In today’s Tech@Work, tech-related issues at play in Hollywood strikes bubble up; and footage from Amazon’s in-van surveillance cameras is leaking online.
In an LA Times editorial, columnist Brian Merchant draws the connection between Hollywood strikes and big tech. Merchant argues that two separate Silicon Valley-bred elements have added fuel to the ongoing Writers Guild of America and SAG-AFTRA strikes: the streaming business model, and the specter of AI-generated scripts and performances. Studios have all started emulating Netflix’s business model, including its lack of transparency around viewership. In the old world of network TV, networks disclosed viewership numbers, habits, and ratings, which made it possible for actors and writers to value their work and receive residuals accordingly. In the streaming era, platforms are paying lower residuals to actors and writers than before, and are also refusing to reveal viewership information – leaving workers without the data that would be crucial to negotiating better wages.
Union members’ second tech-related concern stems from the potential to use generative AI to create scripts and on-screen performances. An article in Variety this week highlights how this might play out for background actors in particular. Background actors, or extras, account for up to 32,000 of SAG-AFTRA’s 160,000 person membership and are the lowest paid group within the union. Union members have spoken up about a practice wherein background actors’ images and likeness are scanned and then repurposed in another context without consent or pay (which also inspired a New Yorker satire this week). A background actor quoted in the Variety article asks: “If they have my image, and they can manipulate it any way they want, why do they need to hire me again?” The Alliance of Motion Picture and Television Producers (AMPTP), which represents the studios, has contested this characterization of how they intend to use AI. In any case, background actors are less protected than principal actors. In the union contract, producers must re-negotiate bargains with principal actors if they want to reuse footage. This provision does not cover background actors. At a minimum, the union is pushing for consent and compensation if background actors’ footage is repurposed.
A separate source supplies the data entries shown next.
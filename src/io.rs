//! Seams to the hardware collaborators the meter polls.
//!
//! The firmware implements these on top of the LTR-303 driver, the PIO
//! quadrature decoder and a GPIO input; tests use plain structs.

/// Ambient light sensor.
pub trait LightSource {
    /// Lux, or `None` when no new sample is ready.  Must not block.
    fn read_light(&mut self) -> Option<f32>;
}

/// Rotary encoder.
pub trait EncoderSource {
    /// Signed detents since the previous call.  The underlying counter is
    /// reset by the read, so a nonzero value is always a fresh delta.
    fn read_encoder_delta(&mut self) -> i32;
}

/// Mode push-button.
pub trait ModeButtonSource {
    /// `true` while the button is held down.
    fn read_mode_button(&mut self) -> bool;
}
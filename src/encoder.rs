//! Rotary encoder - PIO quadrature decoding into a shared detent counter.
//!
//! The PIO state machine does the edge decoding; this task only turns
//! each reported detent into ±1 on an atomic counter.  The control loop
//! swaps the counter back to zero on every read, so what it sees is
//! always the movement since its previous pass, never an absolute
//! position.

use defmt::trace;
use embassy_rp::peripherals::PIO0;
use embassy_rp::pio_programs::rotary_encoder::{Direction, PioEncoder};
use lightmeter::io::EncoderSource;
use portable_atomic::{AtomicI32, Ordering};

/// Detents accumulated since the last read.
static DETENTS: AtomicI32 = AtomicI32::new(0);

/// Decoder task for the encoder on PIO0 SM0.
#[embassy_executor::task]
pub async fn encoder_task(mut encoder: PioEncoder<'static, PIO0, 0>) {
    loop {
        let step = match encoder.read().await {
            Direction::Clockwise => 1,
            Direction::CounterClockwise => -1,
        };
        let total = DETENTS.fetch_add(step, Ordering::Relaxed) + step;
        trace!("Encoder: {}", total);
    }
}

/// Read side of the detent counter.
pub struct EncoderDelta;

impl EncoderSource for EncoderDelta {
    fn read_encoder_delta(&mut self) -> i32 {
        DETENTS.swap(0, Ordering::Relaxed)
    }
}
//! User interface subsystem - OLED display + mode button.
//!
//! ## Components
//!
//! - **Display**: SSD1306 128×32 OLED via I²C0
//! - **Mode button**: push switch on the encoder shaft (GP17)
//!
//! The rotary encoder itself is decoded by PIO, see `encoder.rs`.

pub mod buttons;
pub mod display;
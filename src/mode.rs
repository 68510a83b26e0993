//! Adjustment mode state machine and the mode-button settle guard.

use crate::exposure::Tracked;

/// Which exposure parameter the encoder currently adjusts.
#[derive(Clone, Copy, Debug, PartialEq, Eq)]
#[cfg_attr(feature = "defmt", derive(defmt::Format))]
pub enum Mode {
    Aperture,
    Shutter,
    Iso,
}

impl Mode {
    /// Round-robin successor: Aperture → Shutter → ISO → Aperture.
    pub const fn next(self) -> Self {
        match self {
            Mode::Aperture => Mode::Shutter,
            Mode::Shutter => Mode::Iso,
            Mode::Iso => Mode::Aperture,
        }
    }

    /// Three-letter label shown on the display.
    pub const fn label(self) -> &'static str {
        match self {
            Mode::Aperture => "APT",
            Mode::Shutter => "SHU",
            Mode::Iso => "ISO",
        }
    }
}

/// Current and last-rendered mode.
pub type ModeState = Tracked<Mode>;

impl ModeState {
    /// ISO selected, with the shutter label still on screen.
    pub const fn power_on() -> Self {
        Tracked::with_previous(Mode::Iso, Mode::Shutter)
    }

    /// Advance to the next mode, remembering the one we left.
    pub fn cycle_mode(&mut self) {
        self.previous = self.current;
        self.current = self.current.next();
    }
}

/// Non-blocking settle window after a mode change.
///
/// The mode button sits on the encoder shaft, so pressing it tends to
/// nudge the encoder and bounce the contact.  While the guard is armed
/// all input is dropped; nothing sleeps.
#[derive(Clone, Copy, Debug, PartialEq, Eq)]
#[cfg_attr(feature = "defmt", derive(defmt::Format))]
pub struct SettleGuard {
    settle_ms: u64,
    until_ms: Option<u64>,
}

impl SettleGuard {
    pub const fn new(settle_ms: u64) -> Self {
        Self {
            settle_ms,
            until_ms: None,
        }
    }

    /// Open the window starting at `now_ms`.
    pub fn arm(&mut self, now_ms: u64) {
        self.until_ms = Some(now_ms.saturating_add(self.settle_ms));
    }

    /// `true` while input must still be ignored.  Disarms itself once the
    /// window has elapsed.
    pub fn is_settling(&mut self, now_ms: u64) -> bool {
        match self.until_ms {
            Some(until) if now_ms < until => true,
            Some(_) => {
                self.until_ms = None;
                false
            }
            None => false,
        }
    }
}

/// Turns a sampled button level into press edges.
#[derive(Clone, Copy, Debug, Default, PartialEq, Eq)]
pub struct PressEdge {
    was_pressed: bool,
}

impl PressEdge {
    pub const fn new() -> Self {
        Self { was_pressed: false }
    }

    /// Feed the current level; returns `true` on released → pressed.
    pub fn update(&mut self, pressed: bool) -> bool {
        let edge = pressed && !self.was_pressed;
        self.was_pressed = pressed;
        edge
    }
}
Finally, as reported in Vice, there has been an unexplained uptick in anonymous posting of videos that appear to be from Amazon delivery van surveillance cameras. As the article notes, many of the videos were clearly not posted by the subject of the videos – they are recordings of surveillance footage taken from within Amazon delivery warehouses. When Vice separately reported on consent forms drivers had to sign that would enable biometric surveillance, Amazon clarified that the surveillance cameras were for safety only. But as this recent article points out, the leak of the videos highlights that what begins as a safety feature may take on other monitoring functions. This concern was at play in the recent UPS Teamsters agreement. One of five key demands was for no more driver-facing surveillance cameras in trucks. Teamsters were able to get a concession that ensures that surveillance footage will not be used for disciplinary purposes.